Mapping host-pathogen interactions has proven instrumental for understanding how viruses manipulate host machinery and how numerous cellular processes are regulated. DNA viruses such as herpesviruses have relatively large coding capacity and thus can target an extensive network of cellular proteins. To identify the host proteins hijacked by this pathogen, we systematically affinity tagged and purified all 89 proteins of Kaposi’s sarcoma-associated herpesvirus (KSHV) from human cells. Mass spectrometry of this material identified over 500 virus-host interactions. KSHV causes AIDS-associated cancers, and its interaction network is enriched for proteins linked to cancer and overlaps with proteins that are also targeted by HIV-1. We found that the conserved KSHV protein ORF24 binds to RNA polymerase II and brings it to viral late promoters by mimicking and replacing cellular TATA-box-binding protein (TBP).

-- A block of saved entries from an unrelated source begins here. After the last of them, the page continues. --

//! One-shot commands triggered by the user (log fetch, guest reboot).
//!
//! Every invocation is independent. There is no in-flight guard, so two
//! quick reboot triggers send two reboot requests.

use std::sync::Arc;
use std::time::Duration;

use tracing::{debug, info};

use rconsole_core::{CommandOutcome, Endpoint};

use crate::transport::{Transport, fetch_with_timeout};

/// Where a command's outcome is shown. Each action owns its own surface.
pub trait DisplaySurface: Send + Sync {
    fn show(&self, text: &str);
}

/// Runs user-triggered commands against the host.
pub struct CommandInvoker<T> {
    transport: Arc<T>,
    timeout: Option<Duration>,
}

impl<T> Clone for CommandInvoker<T> {
    fn clone(&self) -> Self {
        Self {
            transport: Arc::clone(&self.transport),
            timeout: self.timeout,
        }
    }
}

impl<T: Transport> CommandInvoker<T> {
    pub fn new(transport: Arc<T>) -> Self {
        Self {
            transport,
            timeout: None,
        }
    }

    /// Fail requests that take longer than `timeout`. `None` waits indefinitely.
    pub fn with_timeout(mut self, timeout: Option<Duration>) -> Self {
        self.timeout = timeout;
        self
    }

    /// Send one request and map the result to an outcome.
    pub async fn invoke(&self, endpoint: Endpoint) -> CommandOutcome {
        info!(%endpoint, "invoking host command");

        match fetch_with_timeout(self.transport.as_ref(), endpoint, self.timeout).await {
            Ok(envelope) => {
                debug!(%endpoint, bytes = envelope.data.len(), "host command succeeded");
                CommandOutcome::Success(envelope.data)
            }
            Err(e) => {
                info!(%endpoint, error = %e, "host command failed");
                CommandOutcome::Failure(e.to_string())
            }
        }
    }

    /// Invoke and write the outcome to `surface`, and nowhere else.
    pub async fn run(&self, endpoint: Endpoint, surface: &dyn DisplaySurface) -> CommandOutcome {
        let outcome = self.invoke(endpoint).await;
        surface.show(&outcome.display_text());
        outcome
    }
}

#[cfg(test)]
mod tests {
    use std::sync::Mutex;

    use rconsole_core::Envelope;

    use super::*;
    use crate::error::TransportError;
    use crate::testing::ScriptedTransport;

    #[derive(Default)]
    struct Recorded(Mutex<Vec<String>>);

    impl DisplaySurface for Recorded {
        fn show(&self, text: &str) {
            self.0.lock().unwrap().push(text.to_string());
        }
    }

    impl Recorded {
        fn shown(&self) -> Vec<String> {
            self.0.lock().unwrap().clone()
        }
    }

    #[tokio::test]
    async fn success_carries_data_verbatim() {
        let transport = ScriptedTransport::new().then(Ok(Envelope::new("line1\nline2")));
        let invoker = CommandInvoker::new(Arc::new(transport));

        let outcome = invoker.invoke(Endpoint::GetLog).await;
        assert_eq!(outcome, CommandOutcome::Success("line1\nline2".to_string()));
    }

    #[tokio::test]
    async fn failure_carries_error_text() {
        let transport = ScriptedTransport::new().then(Err(TransportError::new(
            Endpoint::RebootGuest,
            "HTTP 500 Internal Server Error",
        )));
        let invoker = CommandInvoker::new(Arc::new(transport));

        let outcome = invoker.invoke(Endpoint::RebootGuest).await;
        match outcome {
            CommandOutcome::Failure(reason) => {
                assert!(reason.contains("HTTP 500"), "{reason}");
                assert!(reason.contains("/api/reboot_guest"), "{reason}");
            }
            other => panic!("expected failure, got {other:?}"),
        }
    }

    #[tokio::test]
    async fn run_writes_only_to_its_own_surface() {
        let transport = ScriptedTransport::new()
            .then(Ok(Envelope::new("log text")))
            .then(Ok(Envelope::new("rebooting")));
        let invoker = CommandInvoker::new(Arc::new(transport));
        let log_panel = Recorded::default();
        let reboot_panel = Recorded::default();

        invoker.run(Endpoint::GetLog, &log_panel).await;
        invoker.run(Endpoint::RebootGuest, &reboot_panel).await;

        assert_eq!(log_panel.shown(), vec!["log text"]);
        assert_eq!(reboot_panel.shown(), vec!["rebooting"]);
    }

    #[tokio::test]
    async fn run_in_reverse_order_keeps_surfaces_separate() {
        let transport = ScriptedTransport::new()
            .then(Ok(Envelope::new("rebooting")))
            .then(Err(TransportError::new(Endpoint::GetLog, "connection reset")));
        let invoker = CommandInvoker::new(Arc::new(transport));
        let log_panel = Recorded::default();
        let reboot_panel = Recorded::default();

        invoker.run(Endpoint::RebootGuest, &reboot_panel).await;
        invoker.run(Endpoint::GetLog, &log_panel).await;

        assert_eq!(reboot_panel.shown(), vec!["rebooting"]);
        assert_eq!(log_panel.shown().len(), 1);
        assert!(log_panel.shown()[0].starts_with("Error: "), "{:?}", log_panel.shown());
    }

    #[tokio::test]
    async fn failure_is_rendered_with_error_prefix() {
        let transport = ScriptedTransport::new()
            .then(Err(TransportError::new(Endpoint::GetLog, "connection refused")));
        let invoker = CommandInvoker::new(Arc::new(transport));
        let panel = Recorded::default();

        invoker.run(Endpoint::GetLog, &panel).await;

        assert_eq!(
            panel.shown(),
            vec!["Error: request to /api/get_log failed: connection refused"]
        );
    }

    #[tokio::test]
    async fn overlapping_invocations_all_reach_the_host() {
        let transport = Arc::new(
            ScriptedTransport::new()
                .then_after(Duration::from_millis(30), Ok(Envelope::new("first")))
                .then(Ok(Envelope::new("second"))),
        );
        let invoker = CommandInvoker::new(Arc::clone(&transport));

        let (a, b) = tokio::join!(
            invoker.invoke(Endpoint::RebootGuest),
            invoker.invoke(Endpoint::RebootGuest)
        );

        assert_eq!(transport.calls(), 2);
        assert_eq!(transport.endpoints(), vec![Endpoint::RebootGuest; 2]);
        assert!(a.is_success() && b.is_success());
    }

    #[tokio::test(start_paused = true)]
    async fn timeout_becomes_failure() {
        let transport = ScriptedTransport::new()
            .then_after(Duration::from_secs(30), Ok(Envelope::new("too late")));
        let invoker =
            CommandInvoker::new(Arc::new(transport)).with_timeout(Some(Duration::from_secs(5)));

        let outcome = invoker.invoke(Endpoint::GetLog).await;
        assert_eq!(
            outcome,
            CommandOutcome::Failure("request to /api/get_log failed: timed out after 5000ms".to_string())
        );
    }
}
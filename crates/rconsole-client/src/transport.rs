//! Host transport: one GET per call, decoded into an [`Envelope`].
//!
//! [`HttpTransport`] performs no retries and imposes no timeout of its own.
//! Callers that want a deadline go through [`fetch_with_timeout`].

use std::future::Future;
use std::time::Duration;

use bytes::Bytes;
use http::header::{ACCEPT, USER_AGENT};
use http_body_util::{BodyExt, Empty};
use hyper_util::client::legacy::Client;
use hyper_util::client::legacy::connect::HttpConnector;
use hyper_util::rt::TokioExecutor;
use tracing::debug;

use rconsole_core::{Endpoint, Envelope};

use crate::error::TransportError;

/// Issues a single request to a host endpoint.
pub trait Transport: Send + Sync + 'static {
    fn fetch_json(
        &self,
        endpoint: Endpoint,
    ) -> impl Future<Output = Result<Envelope, TransportError>> + Send;
}

/// [`Transport`] over plain HTTP/1.1 using a pooled hyper client.
#[derive(Clone)]
pub struct HttpTransport {
    base_url: String,
    client: Client<HttpConnector, Empty<Bytes>>,
}

impl HttpTransport {
    /// `base_url` is the host root, e.g. `http://127.0.0.1:3000`.
    pub fn new(base_url: &str) -> Self {
        let client = Client::builder(TokioExecutor::new()).build_http();
        Self {
            base_url: base_url.trim_end_matches('/').to_string(),
            client,
        }
    }

    pub fn base_url(&self) -> &str {
        &self.base_url
    }

    fn url_for(&self, endpoint: Endpoint) -> String {
        format!("{}{}", self.base_url, endpoint.path())
    }
}

impl Transport for HttpTransport {
    async fn fetch_json(&self, endpoint: Endpoint) -> Result<Envelope, TransportError> {
        let uri = self.url_for(endpoint);

        let req = http::Request::builder()
            .method(http::Method::GET)
            .uri(&uri)
            .header(USER_AGENT, concat!("rconsole/", env!("CARGO_PKG_VERSION")))
            .header(ACCEPT, "application/json")
            .body(Empty::<Bytes>::new())
            .map_err(|e| TransportError::new(endpoint, format!("invalid request: {e}")))?;

        let resp = self.client.request(req).await.map_err(|e| {
            debug!(error = %e, %uri, "host request failed");
            TransportError::new(endpoint, error_chain(&e))
        })?;

        let status = resp.status();
        if !status.is_success() {
            debug!(%status, %uri, "host returned non-2xx");
            return Err(TransportError::new(endpoint, format!("HTTP {status}")));
        }

        let body = resp
            .into_body()
            .collect()
            .await
            .map_err(|e| TransportError::new(endpoint, format!("failed to read body: {e}")))?
            .to_bytes();

        let envelope: Envelope = serde_json::from_slice(&body).map_err(|e| {
            debug!(error = %e, %uri, "host returned malformed body");
            TransportError::new(endpoint, format!("malformed response body: {e}"))
        })?;

        debug!(%status, %uri, bytes = body.len(), "host request completed");
        Ok(envelope)
    }
}

/// Flatten an error and its sources into one line.
fn error_chain(err: &dyn std::error::Error) -> String {
    let mut out = err.to_string();
    let mut source = err.source();
    while let Some(cause) = source {
        out.push_str(": ");
        out.push_str(&cause.to_string());
        source = cause.source();
    }
    out
}

/// Run one transport call, failing it if `timeout` elapses first.
///
/// With `timeout = None` the call waits as long as the underlying socket does.
pub async fn fetch_with_timeout<T: Transport>(
    transport: &T,
    endpoint: Endpoint,
    timeout: Option<Duration>,
) -> Result<Envelope, TransportError> {
    match timeout {
        None => transport.fetch_json(endpoint).await,
        Some(limit) => tokio::time::timeout(limit, transport.fetch_json(endpoint))
            .await
            .unwrap_or_else(|_| Err(TransportError::timed_out(endpoint, limit))),
    }
}
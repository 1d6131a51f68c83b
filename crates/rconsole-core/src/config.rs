//! rconsole.toml configuration parser.

use std::path::Path;
use std::time::Duration;

use serde::{Deserialize, Serialize};
use thiserror::Error;

/// Host address used when no `[host].url` is configured.
pub const DEFAULT_HOST_URL: &str = "http://127.0.0.1:3000";

/// Health monitor tick period used when no `[monitor].interval` is configured.
pub const DEFAULT_MONITOR_INTERVAL: Duration = Duration::from_millis(1000);

/// Errors raised while loading or validating configuration.
#[derive(Debug, Error)]
pub enum ConfigError {
    #[error("failed to read {path}: {source}")]
    Read {
        path: String,
        #[source]
        source: std::io::Error,
    },

    #[error("failed to parse config: {0}")]
    Parse(#[from] toml::de::Error),

    #[error("invalid host url {url:?}: {reason}")]
    InvalidUrl { url: String, reason: String },

    #[error("invalid {field} {value:?}: expected a non-zero duration like \"500ms\", \"2s\" or \"1m\"")]
    InvalidDuration { field: &'static str, value: String },
}

#[derive(Debug, Clone, Default, Serialize, Deserialize)]
pub struct ConsoleConfig {
    pub host: Option<HostConfig>,
    pub monitor: Option<MonitorConfig>,
    pub request: Option<RequestConfig>,
}

#[derive(Debug, Clone, Default, Serialize, Deserialize)]
pub struct HostConfig {
    /// Base URL of the host, e.g. `http://127.0.0.1:3000`.
    pub url: Option<String>,
}

#[derive(Debug, Clone, Default, Serialize, Deserialize)]
pub struct MonitorConfig {
    /// Tick period (e.g., "1s").
    pub interval: Option<String>,
}

#[derive(Debug, Clone, Default, Serialize, Deserialize)]
pub struct RequestConfig {
    /// Per-request timeout imposed by callers. Unset means wait indefinitely.
    pub timeout: Option<String>,
}

impl ConsoleConfig {
    pub fn from_file(path: &Path) -> Result<Self, ConfigError> {
        let content = std::fs::read_to_string(path).map_err(|source| ConfigError::Read {
            path: path.display().to_string(),
            source,
        })?;
        Self::from_toml_str(&content)
    }

    pub fn from_toml_str(content: &str) -> Result<Self, ConfigError> {
        let config: ConsoleConfig = toml::from_str(content)?;
        config.validate()?;
        Ok(config)
    }

    /// Apply command-line overrides on top of the file values and re-validate.
    pub fn with_overrides(
        mut self,
        host: Option<String>,
        interval: Option<String>,
        timeout: Option<String>,
    ) -> Result<Self, ConfigError> {
        if let Some(url) = host {
            self.host.get_or_insert_with(HostConfig::default).url = Some(url);
        }
        if let Some(interval) = interval {
            self.monitor.get_or_insert_with(MonitorConfig::default).interval = Some(interval);
        }
        if let Some(timeout) = timeout {
            self.request.get_or_insert_with(RequestConfig::default).timeout = Some(timeout);
        }
        self.validate()?;
        Ok(self)
    }

    pub fn validate(&self) -> Result<(), ConfigError> {
        validate_url(self.host_url())?;

        if let Some(interval) = self.monitor.as_ref().and_then(|m| m.interval.as_deref()) {
            require_duration("monitor.interval", interval)?;
        }
        if let Some(timeout) = self.request.as_ref().and_then(|r| r.timeout.as_deref()) {
            require_duration("request.timeout", timeout)?;
        }
        Ok(())
    }

    /// Base URL without a trailing slash.
    pub fn host_url(&self) -> &str {
        self.host
            .as_ref()
            .and_then(|h| h.url.as_deref())
            .unwrap_or(DEFAULT_HOST_URL)
            .trim_end_matches('/')
    }

    pub fn monitor_interval(&self) -> Duration {
        self.monitor
            .as_ref()
            .and_then(|m| m.interval.as_deref())
            .and_then(parse_duration)
            .unwrap_or(DEFAULT_MONITOR_INTERVAL)
    }

    pub fn request_timeout(&self) -> Option<Duration> {
        self.request
            .as_ref()
            .and_then(|r| r.timeout.as_deref())
            .and_then(parse_duration)
    }
}

fn validate_url(url: &str) -> Result<(), ConfigError> {
    let invalid = |reason: &str| ConfigError::InvalidUrl {
        url: url.to_string(),
        reason: reason.to_string(),
    };

    let uri: http::Uri = url.parse().map_err(|e: http::uri::InvalidUri| invalid(&e.to_string()))?;
    if uri.scheme_str() != Some("http") {
        return Err(invalid("only http:// hosts are supported"));
    }
    if uri.authority().is_none() {
        return Err(invalid("missing host"));
    }
    Ok(())
}

fn require_duration(field: &'static str, value: &str) -> Result<Duration, ConfigError> {
    match parse_duration(value) {
        Some(d) if !d.is_zero() => Ok(d),
        _ => Err(ConfigError::InvalidDuration {
            field,
            value: value.to_string(),
        }),
    }
}

/// Parse a duration string like "5s", "500ms", "1m". A bare number is seconds.
pub fn parse_duration(s: &str) -> Option<Duration> {
    let s = s.trim();
    if let Some(ms) = s.strip_suffix("ms") {
        ms.trim().parse::<u64>().ok().map(Duration::from_millis)
    } else if let Some(secs) = s.strip_suffix('s') {
        secs.trim().parse::<u64>().ok().map(Duration::from_secs)
    } else if let Some(mins) = s.strip_suffix('m') {
        mins.trim()
            .parse::<u64>()
            .ok()
            .and_then(|m| m.checked_mul(60))
            .map(Duration::from_secs)
    } else {
        s.parse::<u64>().ok().map(Duration::from_secs)
    }
}
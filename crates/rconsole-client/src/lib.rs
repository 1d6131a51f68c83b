//! rconsole-client — talks to the remote host's JSON API.
//!
//! Three pieces share one [`Transport`]:
//!
//! ```text
//! Transport (one GET → Envelope | TransportError)
//!   ├── CommandInvoker — user-triggered log fetch / guest reboot
//!   │     └── CommandOutcome → the action's DisplaySurface
//!   └── HealthMonitor — fixed-period liveness probe
//!         └── HealthState (Unknown → Up | Down) via a watch channel
//! ```
//!
//! Nothing here is fatal. Transport failures become a `Failure` outcome for
//! commands and a `Down` state for the monitor, and the monitor keeps
//! ticking regardless.

pub mod error;
pub mod invoker;
pub mod monitor;
pub mod transport;

#[cfg(test)]
pub(crate) mod testing;

pub use error::TransportError;
pub use invoker::{CommandInvoker, DisplaySurface};
pub use monitor::{HealthMonitor, MonitorHandle};
pub use transport::{HttpTransport, Transport, fetch_with_timeout};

This is required for herpesviral late gene expression, a complex and poorly understood phase of the viral lifecycle. [Display omitted] •A herpesvirus-human protein interactome was systematically assembled in human cells•The KSHV interaction network is a tool for predicting viral protein functions•KSHV ORF24 recruits RNA polymerase II and replaces human TBP at late promoters Kaposi’s sarcoma-associated herpesvirus (KSHV) is a major AIDS-associated pathogen. Davis et al. assemble a KSHV-host protein-protein interaction network that suggests herpesvirus-host evolutionary interplay. Using the network, they describe a hybrid KSHV-human transcription complex that activates viral late genes.